Extended follow-up after gastrectomy in elderly patients: Improved postrecurrence survival but no overall survival benefit in patients aged 73 years or older
- Authors
- Lee, Dong-Gyu; Kim, Jiyeong; Lee, Ju-Hee
- Issue Date
- Feb-2026
- Publisher
- MOSBY-ELSEVIER
- Citation
- SURGERY, v.190, pp 1 - 6
- Pages
- 6
- Indexed
- SCIE
SCOPUS
- Journal Title
- SURGERY
- Volume
- 190
- Start Page
- 1
- End Page
- 6
- URI
- https://scholarworks.bwise.kr/hanyang/handle/2021.sw.hanyang/210762
- DOI
- 10.1016/j.surg.2025.109821
- ISSN
- 0039-6060
1532-7361
- Abstract
- Background Our previous cohort study suggested potential survival benefits of extended follow-up beyond 5 years in survivors of gastric cancer. However, its clinical value in elderly patients with varying health status and life expectancy remains unclear.
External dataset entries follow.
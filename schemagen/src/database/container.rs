//! MySQL container provisioning via testcontainers

use async_trait::async_trait;
use testcontainers::runners::AsyncRunner;
use testcontainers::{ContainerAsync, ImageExt};
use testcontainers_modules::mysql::Mysql;
use tracing::debug;

use super::{DatabaseHandle, Provisioner, RunningDatabase};
use crate::error::{CodegenError, Result};

const MYSQL_PORT: u16 = 3306;
const MYSQL_DRIVER: &str = "com.mysql.cj.jdbc.Driver";
const MYSQL_DATABASE: &str = "test";
const MYSQL_USER: &str = "root";

/// Starts a throwaway MySQL server in a container.
///
/// The module waits for the server's ready log line, so `start` returns
/// only once the server accepts connections.
#[derive(Debug, Clone, Default)]
pub struct MySqlContainerProvisioner {
    image_tag: Option<String>,
}

impl MySqlContainerProvisioner {
    pub fn new(image_tag: Option<String>) -> Self {
        Self { image_tag }
    }
}

struct MySqlContainer {
    container: ContainerAsync<Mysql>,
    handle: DatabaseHandle,
}

fn provisioning_error(e: impl std::fmt::Display) -> CodegenError {
    CodegenError::ProvisioningError(e.to_string())
}

#[async_trait]
impl Provisioner for MySqlContainerProvisioner {
    async fn start(&self) -> Result<Box<dyn RunningDatabase>> {
        let container = match &self.image_tag {
            Some(tag) => Mysql::default().with_tag(tag).start().await,
            None => Mysql::default().start().await,
        }
        .map_err(provisioning_error)?;

        let host = container.get_host().await.map_err(provisioning_error)?;
        let port = container
            .get_host_port_ipv4(MYSQL_PORT)
            .await
            .map_err(provisioning_error)?;
        debug!("MySQL container {} listening on {}:{}", container.id(), host, port);

        let handle = DatabaseHandle {
            driver: MYSQL_DRIVER.to_string(),
            url: format!("jdbc:mysql://{}:{}/{}", host, port, MYSQL_DATABASE),
            user: MYSQL_USER.to_string(),
            password: String::new(),
        };
        Ok(Box::new(MySqlContainer { container, handle }))
    }
}

#[async_trait]
impl RunningDatabase for MySqlContainer {
    fn handle(&self) -> &DatabaseHandle {
        &self.handle
    }

    async fn stop(self: Box<Self>) -> Result<()> {
        debug!("Removing MySQL container {}", self.container.id());
        self.container.rm().await.map_err(provisioning_error)
    }
}
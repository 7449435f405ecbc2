//! Deterministic fingerprinting of normalized configurations.

use sha2::{Digest, Sha256};
use std::fmt::Write as _;

use crate::error::Result;
use crate::normalize::NormalizedConfiguration;

const DOMAIN: &[u8] = b"schemagen-config:v1";

///
/// Fingerprint
///
/// Stable cache key for a normalized configuration. Equal normalized
/// configurations hash equally on every machine and in every run.
///

#[derive(Clone, Copy, Debug, Eq, Hash, Ord, PartialEq, PartialOrd)]
pub struct Fingerprint([u8; 32]);

impl Fingerprint {
    /// Hash the canonical serialization of `normalized`.
    ///
    /// Struct fields serialize in declaration order and maps are ordered, so
    /// the byte stream depends only on the configuration's values. List order
    /// is kept: forced types apply in order.
    pub fn of(normalized: &NormalizedConfiguration) -> Result<Self> {
        let canonical = serde_json::to_vec(&**normalized)?;
        let mut hasher = Sha256::new();
        hasher.update(DOMAIN);
        hasher.update([0u8]);
        hasher.update(&canonical);
        let digest = hasher.finalize();
        let mut out = [0u8; 32];
        out.copy_from_slice(&digest);
        Ok(Self(out))
    }

    #[must_use]
    pub const fn as_bytes(&self) -> &[u8; 32] {
        &self.0
    }

    #[must_use]
    pub fn as_hex(&self) -> String {
        hex(&self.0)
    }
}

/// Lowercase hex rendering of a digest
pub(crate) fn hex(bytes: &[u8]) -> String {
    let mut out = String::with_capacity(bytes.len() * 2);
    for byte in bytes {
        let _ = write!(out, "{byte:02x}");
    }
    out
}

impl std::fmt::Display for Fingerprint {
    fn fmt(&self, f: &mut std::fmt::Formatter<'_>) -> std::fmt::Result {
        f.write_str(&self.as_hex())
    }
}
Methods Overall, 21,902 patients with gastric cancer aged >= 65 years without recurrence or other cancers within 5 years postgastrectomy were extracted from the Korean National Health Insurance claims database. Overall survival was compared between regular and irregular follow-up groups to determine a cut-off age beyond which no additional survival benefit was observed. In patients above this age with late recurrence or gastric remnant cancer, the impact of follow-up on postrecurrence survival was assessed. Results The survival benefit of extended regular follow-up was limited to patients aged 65-72 years and was not observed in those aged >= 73 years, which was defined as the cut-off. Among the 12,295 patients aged >= 73 years who remained disease-free for 5 years after gastrectomy, 922 (7.5%) developed late recurrence or gastric remnant cancer. In this group, extended regular follow-up was significantly associated with improved postrecurrence survival (5-year survival: 51.8% vs 24.3%, P < .001). In addition, follow-up intervals longer than 2 years for either endoscopy or computed tomography were associated with poorer survival outcomes. Conclusion Extended follow-up improved postrecurrence survival but not overall survival in patients aged >= 73 years. These findings suggest that follow-up strategies for this population may need to be individualized, considering overall health status and potential benefit.